Anonymous Monk has asked for the wisdom of the Perl Monks concerning the following question:

What would be the recommended way to make https requests (GET and POSTs) in a perl program and have the program be portable across different (but not too old e.g. > 7 years) versions of Redhat, Ubuntu, suse, OS X, Solaris, AIX?

I cannot compile stuff on the machines the program is going to be used.

Are there pure-perl implementations for LWP with https support?

Replies are listed 'Best First'.
Re: Cross platform https?
by roboticus (Chancellor) on Dec 03, 2010 at 11:48 UTC

    Perhaps you could use an external tool (like wget) to do the HTTPS stuff, and do the surrounding work in your perl code?

    ...roboticus

    When your only tool is a hammer, all problems look like your thumb.

Re: Cross platform https?
by Anonymous Monk on Dec 03, 2010 at 08:36 UTC
    I cannot compile stuff on the machines the program is going to be used.

    Then you can't write programs either :) Yes, even you can use CPAN

    Are there pure-perl implementations for LWP with https support?

    No, there is no money in writing an extra extra extra slow https library to avoid some compilation

      Yes even I can use CPAN and write programs once in a while.

      But it'll be impractical to get various users to download and compile CPAN modules on their different machines (running OSX, Ubuntu etc).

        Consider using PAR to package your script, modules and dependant files.

        But it'll be impractical to get various users to download and compile CPAN modules on their different machines (running OSX, Ubuntu etc).

        So provide the modules for your users?
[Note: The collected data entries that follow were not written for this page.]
// This file is part of twine, an embeddable command-oriented scripting
// language interpreter.
// Copyright (C) 2026 The Twine Authors
//
// This program is free software: you can redistribute it and/or modify
// it under the terms of the GNU General Public License as published by
// the Free Software Foundation, either version 3 of the License, or
// (at your option) any later version.
//
// This program is distributed in the hope that it will be useful,
// but WITHOUT ANY WARRANTY; without even the implied warranty of
// MERCHANTABILITY or FITNESS FOR A PARTICULAR PURPOSE.  See the
// GNU General Public License for more details.
//
// You should have received a copy of the GNU General Public License
// along with this program.  If not, see <https://www.gnu.org/licenses/>.

//! User-defined procedures: signature parsing and the call sequence that
//! binds arguments, runs the body, and always pops its frame.

use crate::divert::{Divert, Flow};
use crate::error::{EvalError, Result};
use crate::interp::{Command, Interp};
use std::ops::ControlFlow;
use std::rc::Rc;
use twine_syntax::syntax::Command as SynCommand;
use twine_value::Value;

/// One element of a procedure's argument signature.
enum ParamSpec {
    /// A required or defaulted positional parameter.
    Positional { name: String, default: Option<Value> },
    /// The variadic tail, only valid as the final spec, named `args`.
    Variadic,
}

impl ParamSpec {
    /// `is_final` gates the `args` variadic-tail interpretation: the name
    /// only means "capture the rest" in the last position of the signature.
    fn parse(spec: &Value, is_final: bool) -> Result<Self> {
        let elems = spec.as_list()?;
        match elems.as_slice() {
            [name] if is_final && name.as_string() == "args" => Ok(ParamSpec::Variadic),
            [name] => Ok(ParamSpec::Positional {
                name: name.as_string().to_owned(),
                default: None,
            }),
            [name, default] => Ok(ParamSpec::Positional {
                name: name.as_string().to_owned(),
                default: Some(default.clone()),
            }),
            _ => Err(EvalError::ArgCountMismatch),
        }
    }
}

/// A procedure registered by the `proc` built-in: a parsed signature plus a
/// body parsed once at definition time, per the "parse-once" design note.
pub struct Proc {
    params: Vec<ParamSpec>,
    body: Rc<[SynCommand]>,
}

impl Proc {
    /// Parses `args_spec` (itself a list value) and `body` (parsed eagerly,
    /// so a malformed body fails at definition time rather than on call).
    pub fn new(args_spec: &Value, body: &Value) -> Result<Self> {
        let spec_elems = args_spec.as_list()?;
        let last = spec_elems.len().saturating_sub(1);
        let params = spec_elems
            .iter()
            .enumerate()
            .map(|(i, spec)| ParamSpec::parse(spec, i == last))
            .collect::<Result<Vec<_>>>()?;
        let body = body.as_commands()?;
        Ok(Proc { params, body })
    }

    fn bind_args(&self, interp: &mut Interp, args: &[Value]) -> Result<()> {
        let mut remaining = args;
        for (i, param) in self.params.iter().enumerate() {
            match param {
                ParamSpec::Variadic => {
                    debug_assert_eq!(i, self.params.len() - 1, "args must be the final spec");
                    interp.set_var_raw("args", Value::from_list(remaining.iter().cloned()))?;
                    remaining = &[];
                }
                ParamSpec::Positional { name, default } => {
                    let value = match remaining.split_first() {
                        Some((head, tail)) => {
                            remaining = tail;
                            head.clone()
                        }
                        None => default
                            .clone()
                            .ok_or(EvalError::ArgCountMismatch)?,
                    };
                    interp.set_var_raw(name, value)?;
                }
            }
        }
        if !remaining.is_empty() {
            return Err(EvalError::ArgCountMismatch);
        }
        Ok(())
    }
}

impl Command for Proc {
    fn call(&self, interp: &mut Interp, args: &[Value]) -> Result<Flow> {
        interp.env_mut().push_frame();
        let result = self
            .bind_args(interp, args)
            .and_then(|()| interp.eval_commands(&self.body));
        interp
            .env_mut()
            .pop_frame()
            .expect("a frame pushed above is still on the chain");
        match result? {
            ControlFlow::Break(Divert::Return(v)) => Ok(ControlFlow::Continue(v)),
            other => Ok(other),
        }
    }
}

#[cfg(test)]
mod tests {
    use super::*;
    use twine_syntax::parser::parse_commands;

    /// Stand-in for the `return` built-in (which lives in a crate that
    /// depends on this one): sets the RETURN diversion with its one operand,
    /// or the empty value if called with none.
    struct TestReturn;

    impl Command for TestReturn {
        fn call(&self, _interp: &mut Interp, args: &[Value]) -> Result<Flow> {
            let v = args.first().cloned().unwrap_or_else(Value::empty);
            Ok(ControlFlow::Break(Divert::Return(v)))
        }
    }

    fn interp_with_return() -> Interp {
        let mut interp = Interp::new();
        interp.set_cmd("return", Some(Rc::new(TestReturn)));
        interp
    }

    fn value_list(strs: &[&str]) -> Value {
        Value::from_list(strs.iter().map(|s| Value::from_string(*s)))
    }

    #[test]
    fn binds_positional_and_variadic_args() {
        let body: Rc<[SynCommand]> = parse_commands("return $args").unwrap().into();
        let proc = Proc {
            params: vec![
                ParamSpec::Positional {
                    name: "a".into(),
                    default: None,
                },
                ParamSpec::Variadic,
            ],
            body,
        };
        let mut interp = interp_with_return();
        let result = proc
            .call(
                &mut interp,
                &[
                    Value::from_string("1"),
                    Value::from_string("2"),
                    Value::from_string("3"),
                ],
            )
            .unwrap();
        assert_eq!(result, ControlFlow::Continue(value_list(&["2", "3"])));
    }

    #[test]
    fn missing_required_arg_is_a_mismatch() {
        let body: Rc<[SynCommand]> = parse_commands("return ok").unwrap().into();
        let proc = Proc {
            params: vec![ParamSpec::Positional {
                name: "a".into(),
                default: None,
            }],
            body,
        };
        let mut interp = interp_with_return();
        assert!(matches!(
            proc.call(&mut interp, &[]),
            Err(EvalError::ArgCountMismatch)
        ));
    }

    #[test]
    fn default_is_used_when_arg_omitted() {
        let body: Rc<[SynCommand]> = parse_commands("return $a").unwrap().into();
        let proc = Proc {
            params: vec![ParamSpec::Positional {
                name: "a".into(),
                default: Some(Value::from_string("fallback")),
            }],
            body,
        };
        let mut interp = interp_with_return();
        let result = proc.call(&mut interp, &[]).unwrap();
        assert_eq!(
            result,
            ControlFlow::Continue(Value::from_string("fallback"))
        );
    }

    #[test]
    fn frame_is_popped_after_the_call() {
        let body: Rc<[SynCommand]> = parse_commands("return ok").unwrap().into();
        let proc = Proc {
            params: vec![ParamSpec::Positional {
                name: "a".into(),
                default: None,
            }],
            body,
        };
        let mut interp = interp_with_return();
        proc.call(&mut interp, &[Value::from_string("1")]).unwrap();
        assert!(interp.get_var_raw("a").is_err());
    }
}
        Or petition those yum/apt/rpm... maintainers to make the packages you need available (I'm sure most are already available)

        I would still go for a CPAN module and a C implementation of the MD5 stuff. Having said that, maybe you could give Digest::MD5 a try?! This is not a Perl interface but fully implemented in Perl. Needless to say it will be (much) slower of course.